*** Opening of Source records ***

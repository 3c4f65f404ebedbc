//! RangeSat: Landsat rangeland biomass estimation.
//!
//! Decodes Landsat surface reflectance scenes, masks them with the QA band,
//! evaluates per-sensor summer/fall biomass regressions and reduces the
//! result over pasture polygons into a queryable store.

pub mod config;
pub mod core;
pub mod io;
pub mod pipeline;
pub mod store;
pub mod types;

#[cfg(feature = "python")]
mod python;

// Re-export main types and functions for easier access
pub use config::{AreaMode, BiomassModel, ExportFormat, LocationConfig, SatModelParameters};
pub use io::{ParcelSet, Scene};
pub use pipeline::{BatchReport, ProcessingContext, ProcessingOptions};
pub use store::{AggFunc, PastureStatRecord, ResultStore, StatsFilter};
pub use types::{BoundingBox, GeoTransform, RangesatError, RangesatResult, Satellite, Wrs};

*** Close of Source records ***
*** Opening of Source records ***

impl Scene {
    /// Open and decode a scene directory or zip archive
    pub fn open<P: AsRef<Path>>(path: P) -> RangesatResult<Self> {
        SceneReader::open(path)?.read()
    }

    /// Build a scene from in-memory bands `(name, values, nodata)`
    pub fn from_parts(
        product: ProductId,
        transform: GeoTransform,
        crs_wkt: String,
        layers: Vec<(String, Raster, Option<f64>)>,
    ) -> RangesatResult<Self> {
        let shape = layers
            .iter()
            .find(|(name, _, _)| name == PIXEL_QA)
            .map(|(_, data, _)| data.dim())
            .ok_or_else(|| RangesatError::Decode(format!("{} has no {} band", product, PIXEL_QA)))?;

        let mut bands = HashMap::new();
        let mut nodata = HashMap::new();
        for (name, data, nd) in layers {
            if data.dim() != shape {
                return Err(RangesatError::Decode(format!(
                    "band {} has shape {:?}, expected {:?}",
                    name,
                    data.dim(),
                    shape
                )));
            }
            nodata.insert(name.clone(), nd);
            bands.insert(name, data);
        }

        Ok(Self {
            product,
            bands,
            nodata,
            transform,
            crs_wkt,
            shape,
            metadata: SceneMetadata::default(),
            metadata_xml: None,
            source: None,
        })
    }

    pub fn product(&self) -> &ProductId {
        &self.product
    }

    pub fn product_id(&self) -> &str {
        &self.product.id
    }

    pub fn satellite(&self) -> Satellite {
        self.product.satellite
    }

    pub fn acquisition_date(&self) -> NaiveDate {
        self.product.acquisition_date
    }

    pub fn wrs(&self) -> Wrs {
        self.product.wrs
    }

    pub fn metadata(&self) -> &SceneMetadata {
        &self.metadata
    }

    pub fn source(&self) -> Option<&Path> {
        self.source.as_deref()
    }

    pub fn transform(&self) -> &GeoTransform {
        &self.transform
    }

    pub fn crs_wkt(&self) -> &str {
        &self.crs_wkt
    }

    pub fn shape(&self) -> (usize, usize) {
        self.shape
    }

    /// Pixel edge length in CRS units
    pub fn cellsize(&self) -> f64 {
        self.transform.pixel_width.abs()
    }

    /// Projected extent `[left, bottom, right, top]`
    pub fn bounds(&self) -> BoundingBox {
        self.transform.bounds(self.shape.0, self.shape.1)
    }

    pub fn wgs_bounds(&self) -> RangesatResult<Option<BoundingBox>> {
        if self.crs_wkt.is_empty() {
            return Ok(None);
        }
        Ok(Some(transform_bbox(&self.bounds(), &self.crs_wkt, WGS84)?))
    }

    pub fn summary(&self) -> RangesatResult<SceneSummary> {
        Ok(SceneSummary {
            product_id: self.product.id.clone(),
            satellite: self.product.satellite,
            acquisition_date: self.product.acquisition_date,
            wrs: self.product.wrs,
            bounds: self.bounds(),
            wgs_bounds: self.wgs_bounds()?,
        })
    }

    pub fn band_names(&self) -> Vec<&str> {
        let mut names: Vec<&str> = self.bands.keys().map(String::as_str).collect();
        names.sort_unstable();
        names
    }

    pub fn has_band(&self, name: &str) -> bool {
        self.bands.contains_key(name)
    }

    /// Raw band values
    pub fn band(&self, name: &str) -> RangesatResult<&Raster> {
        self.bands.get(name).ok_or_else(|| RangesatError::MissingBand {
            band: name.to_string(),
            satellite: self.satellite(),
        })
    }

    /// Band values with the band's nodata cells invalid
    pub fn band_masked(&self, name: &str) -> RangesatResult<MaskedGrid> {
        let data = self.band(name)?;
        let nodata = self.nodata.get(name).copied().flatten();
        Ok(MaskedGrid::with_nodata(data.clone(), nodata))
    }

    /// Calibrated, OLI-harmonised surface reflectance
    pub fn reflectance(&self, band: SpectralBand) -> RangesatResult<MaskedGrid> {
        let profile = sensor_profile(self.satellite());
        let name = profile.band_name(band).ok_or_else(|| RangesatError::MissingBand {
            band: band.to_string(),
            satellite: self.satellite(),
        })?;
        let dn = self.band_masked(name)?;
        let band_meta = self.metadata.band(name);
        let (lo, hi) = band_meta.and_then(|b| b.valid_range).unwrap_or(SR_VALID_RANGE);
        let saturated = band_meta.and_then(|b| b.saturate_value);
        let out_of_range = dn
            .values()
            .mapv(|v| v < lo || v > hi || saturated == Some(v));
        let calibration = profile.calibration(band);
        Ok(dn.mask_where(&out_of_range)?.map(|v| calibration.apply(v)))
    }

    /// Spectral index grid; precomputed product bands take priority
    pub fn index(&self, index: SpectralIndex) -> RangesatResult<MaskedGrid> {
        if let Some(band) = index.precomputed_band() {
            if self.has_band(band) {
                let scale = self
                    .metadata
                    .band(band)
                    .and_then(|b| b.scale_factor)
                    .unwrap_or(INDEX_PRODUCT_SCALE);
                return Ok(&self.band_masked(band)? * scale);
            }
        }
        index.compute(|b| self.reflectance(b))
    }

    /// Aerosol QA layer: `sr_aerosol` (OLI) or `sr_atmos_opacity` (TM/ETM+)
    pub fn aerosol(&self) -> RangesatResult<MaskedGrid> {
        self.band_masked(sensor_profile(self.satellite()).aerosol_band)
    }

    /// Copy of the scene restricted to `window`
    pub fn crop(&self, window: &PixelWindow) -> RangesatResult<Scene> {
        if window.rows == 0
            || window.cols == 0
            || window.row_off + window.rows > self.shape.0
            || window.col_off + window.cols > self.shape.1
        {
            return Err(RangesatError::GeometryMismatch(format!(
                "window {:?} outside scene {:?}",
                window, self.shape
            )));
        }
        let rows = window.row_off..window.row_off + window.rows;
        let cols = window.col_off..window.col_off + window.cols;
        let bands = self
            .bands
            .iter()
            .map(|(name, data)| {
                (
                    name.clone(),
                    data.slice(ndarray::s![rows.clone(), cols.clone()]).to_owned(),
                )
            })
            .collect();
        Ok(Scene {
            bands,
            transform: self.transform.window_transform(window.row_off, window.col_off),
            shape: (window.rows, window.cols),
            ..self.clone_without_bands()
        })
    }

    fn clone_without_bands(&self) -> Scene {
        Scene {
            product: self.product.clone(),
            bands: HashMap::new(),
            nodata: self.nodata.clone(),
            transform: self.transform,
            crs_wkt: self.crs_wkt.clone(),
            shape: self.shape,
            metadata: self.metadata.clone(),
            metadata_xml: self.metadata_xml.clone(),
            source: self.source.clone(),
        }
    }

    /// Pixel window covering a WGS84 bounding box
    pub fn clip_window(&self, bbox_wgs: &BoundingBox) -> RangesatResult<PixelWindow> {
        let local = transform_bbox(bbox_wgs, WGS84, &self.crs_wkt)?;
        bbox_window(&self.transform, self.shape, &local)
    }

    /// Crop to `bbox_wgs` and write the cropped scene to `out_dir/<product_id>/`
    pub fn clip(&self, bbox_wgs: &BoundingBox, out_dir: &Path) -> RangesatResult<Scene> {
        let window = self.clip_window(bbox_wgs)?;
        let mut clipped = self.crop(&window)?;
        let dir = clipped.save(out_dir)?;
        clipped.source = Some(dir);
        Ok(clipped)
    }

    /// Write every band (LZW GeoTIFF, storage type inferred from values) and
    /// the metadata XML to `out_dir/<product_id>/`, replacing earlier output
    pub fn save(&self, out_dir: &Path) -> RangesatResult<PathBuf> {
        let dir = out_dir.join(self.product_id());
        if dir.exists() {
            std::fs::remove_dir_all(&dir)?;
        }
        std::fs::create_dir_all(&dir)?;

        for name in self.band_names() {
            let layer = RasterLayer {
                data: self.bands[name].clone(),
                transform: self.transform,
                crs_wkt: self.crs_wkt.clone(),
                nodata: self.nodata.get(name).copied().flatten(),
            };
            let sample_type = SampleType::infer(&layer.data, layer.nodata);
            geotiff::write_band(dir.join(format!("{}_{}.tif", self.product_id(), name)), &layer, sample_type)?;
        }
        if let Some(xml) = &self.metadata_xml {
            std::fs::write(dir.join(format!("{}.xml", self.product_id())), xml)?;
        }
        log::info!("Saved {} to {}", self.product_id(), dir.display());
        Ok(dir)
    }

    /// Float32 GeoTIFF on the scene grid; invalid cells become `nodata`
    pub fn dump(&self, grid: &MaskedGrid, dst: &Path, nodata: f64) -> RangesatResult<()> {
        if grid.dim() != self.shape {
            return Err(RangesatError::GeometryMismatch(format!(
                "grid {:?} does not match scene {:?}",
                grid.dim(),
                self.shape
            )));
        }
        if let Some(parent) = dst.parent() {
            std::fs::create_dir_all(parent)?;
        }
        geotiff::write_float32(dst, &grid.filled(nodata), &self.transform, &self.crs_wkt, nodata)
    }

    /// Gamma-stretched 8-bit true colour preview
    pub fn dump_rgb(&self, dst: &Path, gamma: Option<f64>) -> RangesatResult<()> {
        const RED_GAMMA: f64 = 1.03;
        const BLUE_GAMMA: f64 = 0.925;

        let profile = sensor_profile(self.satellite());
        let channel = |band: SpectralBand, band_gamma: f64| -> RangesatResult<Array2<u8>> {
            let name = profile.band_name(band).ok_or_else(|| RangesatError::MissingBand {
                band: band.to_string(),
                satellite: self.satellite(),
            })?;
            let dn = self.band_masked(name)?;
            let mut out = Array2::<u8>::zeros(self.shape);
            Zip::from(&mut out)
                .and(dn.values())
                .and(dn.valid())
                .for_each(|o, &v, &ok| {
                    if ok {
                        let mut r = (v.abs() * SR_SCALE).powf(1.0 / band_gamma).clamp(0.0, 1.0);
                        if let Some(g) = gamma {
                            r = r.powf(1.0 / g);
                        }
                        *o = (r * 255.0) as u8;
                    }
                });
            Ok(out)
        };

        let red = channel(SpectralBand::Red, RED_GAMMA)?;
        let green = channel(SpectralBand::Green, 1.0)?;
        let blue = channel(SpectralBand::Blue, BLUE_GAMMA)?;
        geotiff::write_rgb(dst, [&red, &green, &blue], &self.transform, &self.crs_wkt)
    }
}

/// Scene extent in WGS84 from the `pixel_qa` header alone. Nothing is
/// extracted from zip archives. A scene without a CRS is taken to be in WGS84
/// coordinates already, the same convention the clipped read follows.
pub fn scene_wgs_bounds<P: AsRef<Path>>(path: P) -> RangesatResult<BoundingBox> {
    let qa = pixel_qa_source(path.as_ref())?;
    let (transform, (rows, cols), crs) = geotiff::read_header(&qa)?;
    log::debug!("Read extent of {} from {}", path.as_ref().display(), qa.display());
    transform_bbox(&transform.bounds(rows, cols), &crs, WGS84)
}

*** Close of Source records ***

[Directions]:
State how many lines in the data include the string "flatten". Nothing else belongs in the reply.

[Response box]:
2